The Five Projects¶

This section is a guide to the five undergraduate-thesis-scale projects provided in this handbook's repository. Each project lives in /projects/0X-name/ and has its own detailed README.md covering background, step-by-step instructions, expected outcomes, and example analysis scripts.

The five projects span the major techniques in this handbook. They are designed to be:

Tractable: each fits in 6-10 weeks of part-time work, or 3-5 weeks full-time.
Self-contained: the project README has everything you need to start.
Open-ended at the top: the basic version is achievable; extensions for ambitious students are sketched.
Properly bounded: each has a clear "minimum viable result" so that even a struggling project produces a defensible thesis.

Pick one project. Do it well. Do not try two.

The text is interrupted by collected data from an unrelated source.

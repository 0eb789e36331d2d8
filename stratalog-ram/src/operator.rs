//! This module defines the operator vocabulary of the machine: intrinsic
//! functors, comparison operators and aggregate functions.
#![allow(missing_docs)]

use std::fmt::{self, Display};

use enum_assoc::Assoc;
use strum_macros::EnumIter;

/// Built-in n-ary operators usable inside [`Value::Intrinsic`][crate::value::Value].
#[derive(Assoc, EnumIter, Debug, Clone, Copy, PartialEq, Eq, Hash)]
#[func(pub fn symbol(&self) -> &'static str)]
#[func(pub fn arity(&self) -> usize)]
pub enum IntrinsicOp {
    /// Ordinal number of a string
    #[assoc(symbol = "ord")]
    #[assoc(arity = 1)]
    Ord,
    /// Length of a string
    #[assoc(symbol = "strlen")]
    #[assoc(arity = 1)]
    Strlen,
    /// Numeric negation
    #[assoc(symbol = "-")]
    #[assoc(arity = 1)]
    Neg,
    /// Bitwise negation
    #[assoc(symbol = "bnot")]
    #[assoc(arity = 1)]
    Bnot,
    /// Logical negation
    #[assoc(symbol = "lnot")]
    #[assoc(arity = 1)]
    Lnot,
    /// Addition
    #[assoc(symbol = "+")]
    #[assoc(arity = 2)]
    Add,
    /// Subtraction
    #[assoc(symbol = "-")]
    #[assoc(arity = 2)]
    Sub,
    /// Multiplication
    #[assoc(symbol = "*")]
    #[assoc(arity = 2)]
    Mul,
    /// Division
    #[assoc(symbol = "/")]
    #[assoc(arity = 2)]
    Div,
    /// Exponentiation
    #[assoc(symbol = "^")]
    #[assoc(arity = 2)]
    Exp,
    /// Modulus
    #[assoc(symbol = "%")]
    #[assoc(arity = 2)]
    Mod,
    /// Bitwise and
    #[assoc(symbol = "band")]
    #[assoc(arity = 2)]
    Band,
    /// Bitwise or
    #[assoc(symbol = "bor")]
    #[assoc(arity = 2)]
    Bor,
    /// Bitwise exclusive or
    #[assoc(symbol = "bxor")]
    #[assoc(arity = 2)]
    Bxor,
    /// Logical and
    #[assoc(symbol = "land")]
    #[assoc(arity = 2)]
    Land,
    /// Logical or
    #[assoc(symbol = "lor")]
    #[assoc(arity = 2)]
    Lor,
    /// Maximum of two numbers
    #[assoc(symbol = "max")]
    #[assoc(arity = 2)]
    Max,
    /// Minimum of two numbers
    #[assoc(symbol = "min")]
    #[assoc(arity = 2)]
    Min,
    /// String concatenation
    #[assoc(symbol = "cat")]
    #[assoc(arity = 2)]
    Cat,
    /// Substring extraction
    #[assoc(symbol = "substr")]
    #[assoc(arity = 3)]
    Substr,
}

impl Display for IntrinsicOp {
    fn fmt(&self, f: &mut fmt::Formatter<'_>) -> fmt::Result {
        f.write_str(self.symbol())
    }
}

/// Binary comparison operators over domain numbers.
#[derive(Assoc, EnumIter, Debug, Clone, Copy, PartialEq, Eq, Hash)]
#[func(pub fn symbol(&self) -> &'static str)]
pub enum ComparisonOp {
    #[assoc(symbol = "=")]
    Equal,
    #[assoc(symbol = "!=")]
    NotEqual,
    #[assoc(symbol = "<")]
    Less,
    #[assoc(symbol = "<=")]
    LessEqual,
    #[assoc(symbol = ">")]
    Greater,
    #[assoc(symbol = ">=")]
    GreaterEqual,
}

impl Display for ComparisonOp {
    fn fmt(&self, f: &mut fmt::Formatter<'_>) -> fmt::Result {
        f.write_str(self.symbol())
    }
}

/// Aggregation functions supported by [`Operation::Aggregate`][crate::operation::Operation].
#[derive(Assoc, EnumIter, Debug, Clone, Copy, PartialEq, Eq, Hash)]
#[func(pub fn keyword(&self) -> &'static str)]
pub enum AggregateFunction {
    #[assoc(keyword = "MIN")]
    Min,
    #[assoc(keyword = "MAX")]
    Max,
    #[assoc(keyword = "COUNT")]
    Count,
    #[assoc(keyword = "SUM")]
    Sum,
}

impl Display for AggregateFunction {
    fn fmt(&self, f: &mut fmt::Formatter<'_>) -> fmt::Result {
        f.write_str(self.keyword())
    }
}

#[cfg(test)]
mod test {
    use strum::IntoEnumIterator;

    use super::IntrinsicOp;

    #[test]
    fn arities_are_sane() {
        for op in IntrinsicOp::iter() {
            assert!((1..=3).contains(&op.arity()), "{op:?}");
            assert!(!op.symbol().is_empty());
        }
    }
}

Project 1: Defect Formation Energy in Silicon¶

Project folder: projects/01-defect-formation-energy/ Duration: ~6 weeks Difficulty: Foundational (you have all the prerequisites) Methods used: DFT only

What you will do¶

Compute the formation energy of vacancy and substitutional defects in crystalline silicon using DFT. Carry out convergence studies for cutoff energy, k-point grid, and supercell size. Compare your results to published values. Extend (if time allows) to charged defects with image-charge corrections.

Why it is a good thesis project¶

Silicon is the most-studied semiconductor on Earth. Published values exist for every defect you might compute, so you have many benchmarks. The system is simple enough to converge cleanly on modest hardware. You will learn the full DFT workflow — geometry, k-points, defects, formation energies — without getting bogged down in pathological materials physics.

Expected outcomes¶

Converged formation energies for the silicon monovacancy and one substitutional dopant.
Convergence study plots for \(E_\mathrm{cut}\), k-grid, and supercell.
Comparison table with two or three published DFT values.
(Stretch) Charged-defect formation energies with Freysoldt correction.

Prerequisites¶

Chapter 5 (DFT)
Chapter 6 (running DFT in practice)
Section 4 of this chapter

Computational requirements¶

A modest workstation (16 cores) or a small cluster allocation is sufficient. Total compute: roughly 200-400 CPU-hours including convergence studies.

What can go wrong¶

Charged defects are surprisingly delicate; the image-charge correction is a subtle topic. If you find yourself stuck, fall back to neutral defects only — they are perfectly thesis-worthy.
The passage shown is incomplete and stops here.